Between Thankgivings in the Centre of the World

Here in the mountain valley which the Chumash called the Centre of the World, I found myself caught between two Thanksgiving Days. I wasn’t home in Toronto for Canada’s day of thanks on the second Monday of October, and I won’t be here on November 27, the fourth Thursday in November, for the American Thanksgiving. And yet I had much to be thankful for and I wanted to express it. Luckily a birthday came along. I began planning.

Well, let’s be honest. First, I took stock. Was I up to cooking such a meal? I factored in my advanced age, my aching back and divided by thankfulness. The result was a decimal zero, zero, single digit. In other words, no prob!

Not turkey.
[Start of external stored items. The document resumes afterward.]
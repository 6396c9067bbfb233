use clap::builder::TypedValueParser as _;
use clap::Parser;
use dotenvy::dotenv;
use log::LevelFilter;
use std::fmt;
use std::str::FromStr;

/// Default route the Stripe webhook endpoint is mounted on.
pub const DEFAULT_WEBHOOK_PATH: &str = "/webhooks/stripe";

/// Matches the default tolerance of the Stripe SDKs.
pub const DEFAULT_TOLERANCE_SECS: u64 = 300;

/// Upper bound on a buffered webhook body.
pub const DEFAULT_MAX_BODY_BYTES: usize = 64 * 1024;

fn parse_route_path(path: &str) -> Result<String, String> {
    if path.starts_with('/') {
        Ok(path.to_string())
    } else {
        Err(format!("route path must start with '/': {path}"))
    }
}

#[derive(Clone, Debug, PartialEq)]
pub enum RustEnv {
    Development,
    Production,
    Staging,
}

#[derive(Debug, PartialEq, Eq)]
pub struct RustEnvParseError;

impl FromStr for RustEnv {
    type Err = RustEnvParseError;
    fn from_str(level: &str) -> Result<RustEnv, Self::Err> {
        match level.to_lowercase().as_str() {
            "development" => Ok(RustEnv::Development),
            "production" => Ok(RustEnv::Production),
            "staging" => Ok(RustEnv::Staging),
            _ => Err(RustEnvParseError),
        }
    }
}

impl fmt::Display for RustEnv {
    fn fmt(&self, f: &mut fmt::Formatter) -> fmt::Result {
        match self {
            RustEnv::Development => write!(f, "development"),
            RustEnv::Production => write!(f, "production"),
            RustEnv::Staging => write!(f, "staging"),
        }
    }
}

#[derive(Clone, Debug, Parser)]
#[command(author, version, about, long_about = None)]
pub struct Config {
    /// The Stripe endpoint signing secret (whsec_...) used to authenticate webhook deliveries.
    /// When unset every webhook request is answered with 500 rather than accepted unverified.
    #[arg(long, env, hide_env_values = true)]
    stripe_webhook_signing_secret: Option<String>,

    /// Maximum allowed age, in seconds, between the signature timestamp and now.
    #[arg(long, env, default_value_t = DEFAULT_TOLERANCE_SECS)]
    pub stripe_webhook_tolerance_secs: u64,

    /// Accept signatures regardless of their timestamp. Only for replaying captured test fixtures.
    #[arg(long, env)]
    pub stripe_webhook_ignore_tolerance: bool,

    /// Largest webhook body, in bytes, that will be buffered for verification.
    #[arg(long, env, default_value_t = DEFAULT_MAX_BODY_BYTES)]
    pub webhook_max_body_bytes: usize,

    /// Route path the Stripe webhook endpoint is served on.
    #[arg(long, env, default_value = DEFAULT_WEBHOOK_PATH, value_parser = parse_route_path)]
    webhook_path: String,

    /// The host interface to listen for incoming connections
    #[arg(short, long, env, default_value = "127.0.0.1")]
    pub interface: Option<String>,

    /// The host TCP port to listen for incoming connections
    #[arg(short, long, env, default_value_t = 4000)]
    pub port: u16,

    /// Set the log level verbosity threshold (level) to control what gets displayed on console output
    #[arg(
        short,
        long,
        env,
        default_value_t = LevelFilter::Info,
        value_parser = clap::builder::PossibleValuesParser::new(["OFF", "ERROR", "WARN", "INFO", "DEBUG", "TRACE"])
            .map(|s| s.parse::<LevelFilter>().unwrap()),
        )]
    pub log_level_filter: LevelFilter,

    /// Set the Rust runtime environment to use.
    #[arg(
    short,
    long,
    env,
    default_value_t = RustEnv::Development,
    value_parser = clap::builder::PossibleValuesParser::new([
        "DEVELOPMENT", "PRODUCTION", "STAGING",
        "development", "production", "staging"
    ])
        .map(|s| s.parse::<RustEnv>().unwrap()),
    )]
    pub runtime_env: RustEnv,
}

impl Default for Config {
    fn default() -> Self {
        Self::new()
    }
}

impl Config {
    pub fn new() -> Self {
        // Load .env file first
        dotenv().ok();
        // Then parse the command line parameters and flags
        Config::parse()
    }

    pub fn set_stripe_webhook_signing_secret(mut self, secret: String) -> Self {
        self.stripe_webhook_signing_secret = Some(secret);
        self
    }

    /// Returns the configured signing secret, if any. An empty value counts as unset.
    pub fn stripe_webhook_signing_secret(&self) -> Option<&str> {
        self.stripe_webhook_signing_secret
            .as_deref()
            .filter(|secret| !secret.is_empty())
    }

    pub fn webhook_path(&self) -> &str {
        &self.webhook_path
    }

    /// Address string suitable for `TcpListener::bind`.
    pub fn listen_address(&self) -> String {
        format!(
            "{}:{}",
            self.interface.as_deref().unwrap_or("127.0.0.1"),
            self.port
        )
    }

    pub fn runtime_env(&self) -> RustEnv {
        self.runtime_env.clone()
    }

    pub fn is_production(&self) -> bool {
        self.runtime_env() == RustEnv::Production
    }
}

#[cfg(test)]
mod tests {
    use super::*;

    fn parse(args: &[&str]) -> Config {
        let mut argv = vec!["stripe_webhook_gate"];
        argv.extend_from_slice(args);
        Config::parse_from(argv)
    }

    #[test]
    fn test_defaults() {
        let config = parse(&[]);
        assert_eq!(config.stripe_webhook_tolerance_secs, DEFAULT_TOLERANCE_SECS);
        assert!(!config.stripe_webhook_ignore_tolerance);
        assert_eq!(config.webhook_max_body_bytes, DEFAULT_MAX_BODY_BYTES);
        assert_eq!(config.webhook_path(), DEFAULT_WEBHOOK_PATH);
        assert_eq!(config.listen_address(), "127.0.0.1:4000");
        assert_eq!(config.log_level_filter, LevelFilter::Info);
    }

    #[test]
    fn test_signing_secret_from_flag() {
        let config = parse(&["--stripe-webhook-signing-secret", "whsec_test"]);
        assert_eq!(config.stripe_webhook_signing_secret(), Some("whsec_test"));
    }

    #[test]
    fn test_empty_signing_secret_counts_as_unset() {
        let config = parse(&[]).set_stripe_webhook_signing_secret(String::new());
        assert_eq!(config.stripe_webhook_signing_secret(), None);
    }

    #[test]
    fn test_tolerance_flags() {
        let config = parse(&[
            "--stripe-webhook-tolerance-secs",
            "30",
            "--stripe-webhook-ignore-tolerance",
        ]);
        assert_eq!(config.stripe_webhook_tolerance_secs, 30);
        assert!(config.stripe_webhook_ignore_tolerance);
    }

    #[test]
    fn test_webhook_path_must_be_absolute() {
        let result = Config::try_parse_from(["stripe_webhook_gate", "--webhook-path", "hooks"]);
        assert!(result.is_err());

        let config = parse(&["--webhook-path", "/hooks/stripe"]);
        assert_eq!(config.webhook_path(), "/hooks/stripe");
    }

    #[test]
    fn test_runtime_env_parsing() {
        assert_eq!("PRODUCTION".parse::<RustEnv>(), Ok(RustEnv::Production));
        assert_eq!("staging".parse::<RustEnv>(), Ok(RustEnv::Staging));
        assert_eq!("qa".parse::<RustEnv>(), Err(RustEnvParseError));
        assert!(parse(&["--runtime-env", "production"]).is_production());
    }
}
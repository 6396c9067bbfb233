//! Error types for the `webhook-auth` crate.
//!
//! Follows the root Error struct plus error kind enums pattern used across the workspace.

use std::error::Error as StdError;
use std::fmt;

/// Top-level error type for webhook-auth crate.
/// Holds error kind and optional source for error chaining.
#[derive(Debug)]
pub struct Error {
    pub source: Option<Box<dyn StdError + Send + Sync>>,
    pub error_kind: ErrorKind,
}

/// Major categories of errors in webhook-auth.
#[derive(Debug, PartialEq)]
pub enum ErrorKind {
    /// The receiving side is misconfigured; the sender did nothing wrong.
    Configuration(ConfigErrorKind),
    /// The delivery itself failed authentication or decoding.
    Webhook(WebhookErrorKind),
}

/// Errors from verifier configuration.
#[derive(Debug, PartialEq)]
pub enum ConfigErrorKind {
    MissingSecret,
}

/// Errors from webhook validation.
#[derive(Debug, PartialEq)]
pub enum WebhookErrorKind {
    MissingSignature,
    MalformedHeader,
    SignatureMismatch,
    TimestampOutOfRange,
    MalformedBody,
}

impl Error {
    /// Returns true when the caller sent a bad request, false when we are misconfigured.
    pub fn is_client_fault(&self) -> bool {
        matches!(self.error_kind, ErrorKind::Webhook(_))
    }

    /// Short diagnostic suitable for a response body. Never carries key material.
    pub fn reason(&self) -> &'static str {
        match &self.error_kind {
            ErrorKind::Configuration(ConfigErrorKind::MissingSecret) => {
                "webhook signing secret is not configured"
            }
            ErrorKind::Webhook(kind) => match kind {
                WebhookErrorKind::MissingSignature => "webhook has no Stripe-Signature header",
                WebhookErrorKind::MalformedHeader => "webhook has invalid Stripe-Signature header",
                WebhookErrorKind::SignatureMismatch => "webhook had no valid signature",
                WebhookErrorKind::TimestampOutOfRange => "timestamp wasn't within tolerance",
                WebhookErrorKind::MalformedBody => "failed to parse webhook body json",
            },
        }
    }
}

impl fmt::Display for Error {
    fn fmt(&self, f: &mut fmt::Formatter) -> fmt::Result {
        match &self.error_kind {
            ErrorKind::Configuration(kind) => write!(f, "Configuration error: {:?}", kind),
            ErrorKind::Webhook(kind) => write!(f, "Webhook error: {:?}", kind),
        }
    }
}

impl StdError for Error {
    fn source(&self) -> Option<&(dyn StdError + 'static)> {
        self.source
            .as_ref()
            .map(|e| e.as_ref() as &(dyn StdError + 'static))
    }
}

impl From<serde_json::Error> for Error {
    fn from(err: serde_json::Error) -> Self {
        Error {
            source: Some(Box::new(err)),
            error_kind: ErrorKind::Webhook(WebhookErrorKind::MalformedBody),
        }
    }
}

/// Helper function to create configuration errors.
pub fn config_error(kind: ConfigErrorKind, message: &str) -> Error {
    Error {
        source: Some(message.to_string().into()),
        error_kind: ErrorKind::Configuration(kind),
    }
}

/// Helper function to create webhook errors.
pub fn webhook_error(kind: WebhookErrorKind, message: &str) -> Error {
    Error {
        source: Some(message.to_string().into()),
        error_kind: ErrorKind::Webhook(kind),
    }
}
Sorry turkey farmers, I don’t like your bird enough to go to all that bother. No our preferred protein is roast beast, i.e. a beef rib roast. Since I no longer have a house to mortgage, that was a sobering thought, but I said, what the heck, I’ve got a line of credit. In the event, it cost only $126 for 4 ribs, with the bones cut off and tied back on. The butcher worked away at it for 15 minutes while I looked at wine.

Of course there would be champagne and a good bottle of red. I found a bottle of Veuve Cliquot, or the Widow, on the top shelf and the wine guy who reached it down recommended a pinot noir from the Santa Barbara area, just across the mountains from the Centre of the World. I added a bottle of chardonnay for the cook in case her back got going.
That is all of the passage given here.